寒さがますます厳しくなるこの季節。

この時期、お悩みの症状が「冷え」です。
冷えは血液のめぐりが悪くなり、抹消の毛細血管までスムーズに血液が流れない状態の事を言います。手足などの末端に冷えを感じる人もいれば、手足は温かいけれどお腹は冷えているといった隠れ冷え症の人もいるようです。
そのままにしておくと、疲労やだるさ・むくみの他、肩こり・腰痛・関節痛などの症状として現れることも!血流が良くないと代謝が悪くなり、美肌の維持も難しいですよね。

また免疫力が低下すれば今流行りのインフルエンザなどのウィルスにも感染しやすくなってしまいます。
冷え症の改善としては、ゆっくりとお風呂に入ったり、体を冷やさないような服装をしたり・・・といった方法もあります。しかしカイロを貼るだけではなく、食でカラダの中から温める事もできるんですよ!

今回ご紹介するのは「冷え」に耐えうることからその名がつけられたとも言われている【ひえ】です。

ひえ (2)_R

ひえは小粒の雑穀で淡いクリーム色をしています。お米にもうるち米(普段食べているお米)ともち米(餅やおこわに使用するお米)があり、食感が異なりますが、雑穀にもうるち種ともち種があります。

もち種のひえが開発されたという話も耳にしますが、通常販売されているひえのほとんどが「うるち種」と思って良いでしょう。

冷めるとぽろぽろとした食感になるので、好みの分かれる雑穀です。ひえは寒冷地や標高の高いところ、冷たい水がかかる場所でもよく生育します。冷害に強く、安定した生産量を確保することが容易な、とっても優秀な雑穀!

しかし残念なことに社会的な評価が低く、食味の悪い貧しい者の食べる穀物とされることも少なくなかったのです。歴史小説などを読んでいても、「粟や稗、芋しか食べられなかった」と言った文言を良く目にします。余談ですが、先日読んだ「竜馬が行く!」でも、そのような表現がいくつか登場しました。

しかし、白米と比較して食物繊維約8倍、マグネシウム約5倍、鉄分・亜鉛は約2倍、カリウム約3倍・・・ととっても栄養価が高いのです!

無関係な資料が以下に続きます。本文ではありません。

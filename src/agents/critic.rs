//! Critic：读取目标文件，按 rubric（最大词数、最少引用数）打分，写出 review

use std::sync::Arc;

use async_trait::async_trait;
use serde_json::{json, Value};

use crate::agents::support::{count_urls, sandbox_relative, ToolSession};
use crate::blackboard::{NewArtifact, StateStore, SubtaskOutput, SubtaskStatus, SubtaskUpdate};
use crate::client::CallClient;
use crate::supervisor::Handler;

const ROLE: &str = "critic";

pub struct Critic {
    client: Arc<CallClient>,
}

impl Critic {
    pub fn new(client: Arc<CallClient>) -> Self {
        Self { client }
    }
}

#[derive(Debug, Clone, PartialEq)]
pub(crate) struct Verdict {
    pub words: usize,
    pub citations: usize,
    pub reasons: Vec<String>,
}

impl Verdict {
    pub fn pass(&self) -> bool {
        self.reasons.is_empty()
    }
}

pub(crate) fn grade(text: &str, max_words: Option<u64>, min_citations: u64) -> Verdict {
    let words = text.split_whitespace().count();
    let citations = count_urls(text);
    let mut reasons = Vec::new();
    if let Some(max) = max_words {
        if words as u64 > max {
            reasons.push(format!("word_count {words} > {max}"));
        }
    }
    if (citations as u64) < min_citations {
        reasons.push(format!("citations {citations} < {min_citations}"));
    }
    Verdict {
        words,
        citations,
        reasons,
    }
}

fn review_text(target: &str, v: &Verdict, max_words: Option<u64>, min_citations: u64) -> String {
    format!(
        "# Review of {target}\n- exists: yes\n- word_count: {}\n- citations: {}\n- max_words: {}\n- min_citations: {min_citations}\n- result: {}\n",
        v.words,
        v.citations,
        max_words.map(|m| m.to_string()).unwrap_or_else(|| "n/a".into()),
        if v.pass() { "PASS" } else { "FAIL" },
    )
}

#[async_trait]
impl Handler for Critic {
    fn role(&self) -> &str {
        ROLE
    }

    async fn handle(&self, store: &mut dyn StateStore, subtask_id: &str) -> anyhow::Result<()> {
        let st = store.subtask(subtask_id)?;
        let target = st.input_str("target_path").unwrap_or("out/mcp.md").to_string();
        let out_rel = st.input_str("out_path").unwrap_or("review.md").to_string();
        let rubric = st.input.get("rubric").cloned().unwrap_or(Value::Null);
        let max_words = rubric.get("max_words").and_then(Value::as_u64);
        let min_citations = rubric.get("min_citations").and_then(Value::as_u64).unwrap_or(0);
        let prefix = store.output_root().prefix().to_string();

        let session = ToolSession {
            client: &self.client,
            role: ROLE,
            subtask: subtask_id,
        };

        let read = session
            .call(store, "file_read_safe", json!({ "path": sandbox_relative(&target, &prefix) }))
            .await?;
        let text = match read {
            Ok(s) => s
                .result
                .get("text")
                .and_then(Value::as_str)
                .unwrap_or_default()
                .to_string(),
            Err(f) => return session.fail(store, "review_error", &format!("read failed: {}", f.message)),
        };

        let verdict = grade(&text, max_words, min_citations);
        let written = session
            .write_locked(store, &out_rel, &review_text(&target, &verdict, max_words, min_citations))
            .await?;
        let out_path = match written {
            Ok(s) => match s.result.get("path").and_then(Value::as_str) {
                Some(p) => p.to_string(),
                None => return session.fail(store, "review_error", "write failed: no path in response"),
            },
            Err(f) => return session.fail(store, "review_error", &format!("write failed: {}", f.message)),
        };

        let name = out_rel.rsplit('/').next().unwrap_or(&out_rel).to_string();
        let aid = store.add_artifact(NewArtifact::new("review", name, &out_path, ROLE))?;
        let summary = format!(
            "Review {}: {}",
            if verdict.pass() { "PASS" } else { "FAIL" },
            if verdict.pass() { "ok".to_string() } else { verdict.reasons.join(", ") }
        );
        let now = store.now();
        store.update_subtask(
            subtask_id,
            SubtaskUpdate::status(SubtaskStatus::Done)
                .with_output(SubtaskOutput {
                    summary: summary.clone(),
                    artifacts: vec![aid.clone()],
                    citations: Vec::new(),
                })
                .finished(now),
        )?;
        store.add_message(ROLE, "review_result", &summary, vec![subtask_id.to_string(), aid])?;
        Ok(())
    }
}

白米を食べている武士よりも、農民の方が健康的だった・・・と私は確信しているのですが。また、善玉コレステロールである血中の高密度リポタンパク質(HDL-コレステロール)の値を高める効果があり、脂質代謝改善機能もあると言われていて、メタボが気になる現代人にも嬉しい雑穀です。

食味が悪い・・・といった印象を持ってしまったかもしれませんが、わたしはほっこりしていて大好きな雑穀のひとつ。ごはんに混ぜて炊くとパラパラとした感じになるので、炒飯やピラフなどにオススメです。

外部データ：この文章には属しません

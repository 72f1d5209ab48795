//! Hive - 黑板式多 Agent 调度
//!
//! 入口：初始化日志、加载配置、构建工具 / 客户端 / handler，创建或续跑黑板，驱动调度器直到停止，
//! 最后写一份 final 快照。第一个命令行参数可指定额外的配置文件。

use std::path::PathBuf;
use std::sync::Arc;

use anyhow::Context;
use hive::agents::reference_handlers;
use hive::blackboard::{FileStateStore, StateStore, StoreOptions};
use hive::client::{CallClient, JsonFilePersistence};
use hive::config::load_config;
use hive::core::{Clock, SystemClock};
use hive::supervisor::Supervisor;
use hive::tools::builtin_registry;
use tokio_util::sync::CancellationToken;

#[tokio::main]
async fn main() -> anyhow::Result<()> {
    hive::observability::init();

    let config_path = std::env::args().nth(1).map(PathBuf::from);
    let cfg = load_config(config_path).context("Failed to load config")?;
    let base = cfg.app.base_dir.clone();
    std::fs::create_dir_all(&base).context("Failed to create base dir")?;

    let clock: Arc<dyn Clock> = Arc::new(SystemClock);
    let tools = builtin_registry(&cfg.tools, &base, &cfg.app.output_prefix, clock.clone());
    let registry = cfg.registry.build().context("Invalid tool registry")?;
    let state_dir = cfg
        .client
        .state_dir
        .clone()
        .unwrap_or_else(|| base.join("client_state"));
    let client = CallClient::builder(registry)
        .config(cfg.client.client_config())
        .persistence(Arc::new(JsonFilePersistence::new(state_dir)))
        .clock(clock.clone())
        .local_tools(Arc::new(tools))
        .build()
        .context("Failed to build call client")?;
    let client = Arc::new(client);

    // 健康检查：每个 server 一次 list_tools
    for server in client.server_ids() {
        match client.list_tools(&server).await {
            Ok(s) => tracing::info!(server = %server, latency_ms = s.latency_ms, "server healthy"),
            Err(f) => tracing::warn!(server = %server, code = %f.code, error = %f.message, "server unhealthy"),
        }
    }

    let options = StoreOptions::new(&base)
        .fresh(cfg.app.fresh)
        .output_prefix(cfg.app.output_prefix.clone())
        .clock(clock);
    let mut store =
        FileStateStore::create(options, cfg.task.task_spec()).context("Failed to open blackboard")?;

    let supervisor = Supervisor::new(reference_handlers(client.clone()));
    let cancel = CancellationToken::new();
    {
        let cancel = cancel.clone();
        tokio::spawn(async move {
            if tokio::signal::ctrl_c().await.is_ok() {
                tracing::warn!("interrupt received, stopping after the current tick");
                cancel.cancel();
            }
        });
    }

    let outcome = supervisor.run(&mut store, &cancel).await?;
    let snapshot = store.snapshot("final")?;

    println!("status: {}", outcome.reason);
    println!("ticks: {}", outcome.ticks);
    for artifact in &store.run().artifacts {
        println!("{}: {}", artifact.kind, artifact.path);
    }
    println!("snapshot: {}", snapshot.display());
    Ok(())
}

水分を多めにして炊くとクリーミーになるので、豆乳や牛乳などと煮込んでクリームソースにも使えます。茹でたものをサラダなどのトッピングにしたり、クスクスに見立てたり・・・可能性は無限大!!

今回は、そんなひえを使ったスープのレシピのご紹介です。

【ひえのほっこり とろろスープ】

ひえのほっこり とろろスープ_R

≪材料 2人分≫
ひえ・・・大さじ2
山芋・・・150g
鶏肉・・・80g
ごぼう・・・50g
昆布・・・5㎝角1枚
生姜・・・お好みで
万能ねぎ・・・少々
水・・・2カップ

(A)
薄口醤油・・・大さじ1/2
塩・・・少々

≪作り方≫
①   昆布はキッチンバサミで薄切りにして、鍋に入れた水に浸しておく。鶏肉は小さめに切り、ごぼうは半月切りにして水にさらしておく。生姜はすりおろす。
②   ①の鍋にさっと洗ったひえと鶏肉、ごぼう、生姜を入れて火にかける。あくが出てきたらとる。
③(A)を入れて味を整える。皿に盛り、すりおろしたとろろと刻んだ万能ねぎをトッピングしてできあがり!

冒頭に冷えについてのお話をしましたが、このスープはその改善にも効果的なスープです。

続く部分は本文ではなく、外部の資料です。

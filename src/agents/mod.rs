//! 参考 handler：researcher / coder / critic
//!
//! 都通过 CallClient 调工具，对输出路径加锁写文件，每次工具调用记一条 tool_call 消息；
//! 工具失败时把子任务置为 failed（attempts+1）并写 `<kind>_error` 消息。

pub mod coder;
pub mod critic;
pub mod researcher;
mod support;

use std::sync::Arc;

use crate::client::CallClient;
use crate::supervisor::HandlerRegistry;

pub use coder::Coder;
pub use critic::Critic;
pub use researcher::Researcher;

/// 三个参考 handler 共享同一个客户端（熔断 / 缓存状态随之共享）
pub fn reference_handlers(client: Arc<CallClient>) -> HandlerRegistry {
    HandlerRegistry::new()
        .with(Researcher::new(client.clone()))
        .with(Coder::new(client.clone()))
        .with(Critic::new(client))
}
//! Hive - 黑板式多 Agent 调度与弹性工具调用
//!
//! 模块划分：
//! - **agents**: 参考 handler（researcher / coder / critic）
//! - **blackboard**: 持久化共享状态（子任务、产物、消息、事件、锁）
//! - **client**: 弹性工具调用客户端（熔断、缓存、超时、传输）
//! - **config**: 应用配置加载（TOML + 环境变量）
//! - **core**: 错误类型与时钟
//! - **observability**: 日志初始化
//! - **supervisor**: 单线程调度器
//! - **tools**: 进程内工具（沙箱读写、文档搜索、离线 web_search）

pub mod agents;
pub mod blackboard;
pub mod client;
pub mod config;
pub mod core;
pub mod observability;
pub mod supervisor;
pub mod tools;

pub use blackboard::{FileStateStore, StateStore, StoreOptions, TaskSpec};
pub use client::{CallClient, CallErrorCode, CallFailure, CallSuccess};
pub use supervisor::{Directive, StopReason, Supervisor};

単に雑穀のひえをつかっているからだけではなく、山芋・ごぼう・生姜・・・全てカラダを温める効果のあると言われているお野菜なのです。カラダの中から温めてくれる食材は、生姜や玉ねぎ、ねぎやにんにくなどの香味野菜やレンコンやかぶなどの冬野菜もカラダを温めてくれます。
今は旬のお野菜以外も手に入りますが、夏野菜はカラダを冷やすので食べる際には加熱して食べると良いですね。
ひえの力も借りて、ほっこり温まり、風邪などひかないように冬を乗り切りましょう。